:: Exercise ::
Select the lines below containing the word "AdminSeed".

[Extracted data entries]
- - - -
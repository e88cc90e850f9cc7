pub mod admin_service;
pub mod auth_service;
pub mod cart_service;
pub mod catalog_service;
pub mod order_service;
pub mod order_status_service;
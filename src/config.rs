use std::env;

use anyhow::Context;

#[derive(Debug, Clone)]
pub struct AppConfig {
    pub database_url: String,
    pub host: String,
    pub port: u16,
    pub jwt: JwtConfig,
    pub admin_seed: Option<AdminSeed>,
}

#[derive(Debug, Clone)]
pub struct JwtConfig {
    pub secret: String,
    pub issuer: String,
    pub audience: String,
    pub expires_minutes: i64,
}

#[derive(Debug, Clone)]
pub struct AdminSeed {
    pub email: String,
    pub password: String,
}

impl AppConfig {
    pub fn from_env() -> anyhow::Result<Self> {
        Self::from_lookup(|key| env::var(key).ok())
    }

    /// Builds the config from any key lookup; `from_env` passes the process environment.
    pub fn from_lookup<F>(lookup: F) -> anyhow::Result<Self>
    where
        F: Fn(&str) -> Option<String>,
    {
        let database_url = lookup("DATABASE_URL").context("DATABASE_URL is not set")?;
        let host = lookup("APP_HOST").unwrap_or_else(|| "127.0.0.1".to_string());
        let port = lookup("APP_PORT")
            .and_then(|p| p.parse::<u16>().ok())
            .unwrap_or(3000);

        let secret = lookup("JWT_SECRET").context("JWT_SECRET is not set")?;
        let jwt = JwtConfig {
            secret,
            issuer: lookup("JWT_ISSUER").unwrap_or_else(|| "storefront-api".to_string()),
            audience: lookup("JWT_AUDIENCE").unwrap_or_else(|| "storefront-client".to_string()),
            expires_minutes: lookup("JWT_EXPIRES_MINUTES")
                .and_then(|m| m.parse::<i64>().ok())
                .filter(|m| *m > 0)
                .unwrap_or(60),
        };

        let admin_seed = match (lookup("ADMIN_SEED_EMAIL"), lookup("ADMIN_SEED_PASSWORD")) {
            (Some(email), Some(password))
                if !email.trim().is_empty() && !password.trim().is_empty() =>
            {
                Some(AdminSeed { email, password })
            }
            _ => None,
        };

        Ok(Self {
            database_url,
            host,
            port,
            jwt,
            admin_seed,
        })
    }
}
- - - -
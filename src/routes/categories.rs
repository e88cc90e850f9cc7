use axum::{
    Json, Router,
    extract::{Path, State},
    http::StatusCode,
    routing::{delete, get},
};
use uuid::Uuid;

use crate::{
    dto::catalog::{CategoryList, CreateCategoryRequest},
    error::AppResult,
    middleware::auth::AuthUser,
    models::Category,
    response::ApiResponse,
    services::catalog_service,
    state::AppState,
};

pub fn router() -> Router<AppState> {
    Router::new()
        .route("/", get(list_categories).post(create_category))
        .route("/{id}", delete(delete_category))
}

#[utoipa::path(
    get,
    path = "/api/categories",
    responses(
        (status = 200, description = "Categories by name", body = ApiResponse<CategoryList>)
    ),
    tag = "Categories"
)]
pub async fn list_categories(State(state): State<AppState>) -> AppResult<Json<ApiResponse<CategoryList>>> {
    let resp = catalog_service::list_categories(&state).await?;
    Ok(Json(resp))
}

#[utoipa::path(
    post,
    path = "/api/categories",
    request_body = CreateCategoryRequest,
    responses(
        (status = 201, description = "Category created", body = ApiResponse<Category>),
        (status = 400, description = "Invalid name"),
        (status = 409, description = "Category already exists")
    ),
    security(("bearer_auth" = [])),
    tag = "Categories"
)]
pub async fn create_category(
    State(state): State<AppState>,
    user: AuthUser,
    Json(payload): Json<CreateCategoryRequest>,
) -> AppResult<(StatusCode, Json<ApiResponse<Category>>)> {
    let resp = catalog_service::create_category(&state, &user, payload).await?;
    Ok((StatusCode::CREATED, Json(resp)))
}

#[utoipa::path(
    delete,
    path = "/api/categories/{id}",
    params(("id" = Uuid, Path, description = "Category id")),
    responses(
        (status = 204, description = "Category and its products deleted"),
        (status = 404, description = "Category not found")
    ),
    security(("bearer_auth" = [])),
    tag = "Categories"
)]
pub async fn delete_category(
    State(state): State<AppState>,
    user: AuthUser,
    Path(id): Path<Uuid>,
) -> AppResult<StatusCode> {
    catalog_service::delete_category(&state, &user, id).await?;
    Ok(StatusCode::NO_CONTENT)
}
- - - -
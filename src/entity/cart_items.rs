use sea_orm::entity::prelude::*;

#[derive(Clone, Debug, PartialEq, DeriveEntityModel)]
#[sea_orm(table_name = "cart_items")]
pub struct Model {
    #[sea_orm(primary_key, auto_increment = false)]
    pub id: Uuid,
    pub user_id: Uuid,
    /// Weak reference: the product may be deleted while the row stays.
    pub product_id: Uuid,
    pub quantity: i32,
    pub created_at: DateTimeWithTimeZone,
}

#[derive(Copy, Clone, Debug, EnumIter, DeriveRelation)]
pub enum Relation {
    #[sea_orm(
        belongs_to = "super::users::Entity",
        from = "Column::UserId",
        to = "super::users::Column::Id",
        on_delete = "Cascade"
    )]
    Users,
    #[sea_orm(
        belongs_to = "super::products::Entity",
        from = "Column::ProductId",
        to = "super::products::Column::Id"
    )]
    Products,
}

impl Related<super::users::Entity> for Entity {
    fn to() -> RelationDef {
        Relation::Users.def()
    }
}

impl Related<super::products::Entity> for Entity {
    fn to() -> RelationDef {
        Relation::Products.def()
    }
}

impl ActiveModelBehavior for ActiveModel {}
- - - -
:: Response ::
    pub admin_seed: Option<AdminSeed>,
pub struct AdminSeed {
                Some(AdminSeed { email, password })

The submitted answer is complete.